A noter que si la plupart des morceaux demandent des terminaisons nerveuses d'un autre monde afin de pouvoir en goûter toute la substance (on ne m'enlèvera pas de l'idée que certaines pistes, comme « Koroptví tání » par exemple, doivent beaucoup à Arnold Schoenberg et sa théorie de la musique atonale), d'autres nous permettent parfois de respirer un petit peu. Comme « Matouš spletenec », qui rappelle un peu le registre de Bangladeafy et nous amadoue par le biais de sonorités subtilement moyen-orientales.
Mais soyons réalistes: la grande majorité des être humains censés considérera tout cela comme un beau bordel complètement hermétique, rendu d'autant plus inécoutable que la prod laisse souvent à désirer, et que le clavier produit régulièrement de ces sons cheap à l'extrême qui évoquent la compil Mes pires compos, by Playskool. Et l'on ne pourra pas entièrement leur donner tort. Sauf que les deux zigotos à l'origine de ces maux de crâne sont loin d'être d'affreux punks tapant sur des grille-pains avec des cuillères à soupe: leur musique est dûment réfléchie, et manifestement conçue sur papier millimétré. Les curieux auront donc ici matière à mener moult enquêtes musicales passionnantes... Et à se faire de méchants nœuds aux tympans!
PS: les 4 dernières pistes de Bezcharakterní semblent constituées de commentaires farfelus portant respectivement sur les quatre premiers morceaux de la démo. Énoncée entièrement en tchèque sur un fond sonore minimaliste et par un narrateur usant d'une diction burlesquement outrée, la chose est inécoutable si l'on ne parle pas la langue – et peut-être même si on la parle d'ailleurs!

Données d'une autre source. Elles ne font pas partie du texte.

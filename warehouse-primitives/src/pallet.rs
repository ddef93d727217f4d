use crate::error::{Error, Result};
use crate::item::PlacedItem;
use serde::{Deserialize, Serialize};

/// Fixed pallet footprint and load height, shared across one packing call.
#[derive(Debug, Clone, Copy, PartialEq, Eq, Serialize, Deserialize)]
pub struct PalletSpec {
    pub w: u32,
    pub d: u32,
    pub h: u32,
}

impl PalletSpec {
    pub fn new(w: u32, d: u32, h: u32) -> Result<Self> {
        if w == 0 {
            return Err(Error::NonPositiveDimension(w as i64));
        }
        if d == 0 {
            return Err(Error::NonPositiveDimension(d as i64));
        }
        if h == 0 {
            return Err(Error::NonPositiveDimension(h as i64));
        }
        Ok(PalletSpec { w, d, h })
    }
}

impl Default for PalletSpec {
    /// The footprint observed throughout the original deployment
    /// (80cm x 120cm footprint, 150cm stacking height).
    fn default() -> Self {
        PalletSpec {
            w: 80,
            d: 120,
            h: 150,
        }
    }
}

/// One pallet's worth of placed items, numbered from 1.
#[derive(Debug, Clone, PartialEq, Serialize, Deserialize)]
pub struct Pallet {
    pub pallet_id: u32,
    pub items: Vec<PlacedItem>,
}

La chronique, version courte: parés pour le plus extrême des exercices de style Nawako-expérimental qui soit? Prêts à affronter un déluge sonore aussi pointu que farfelu, aux frontières de l'inécoutable? Lancez les deux démos d'Harmony Bay d'une traite, et rendez-vous dans 50 minutes pour votre admission aux urgences de Bedlam.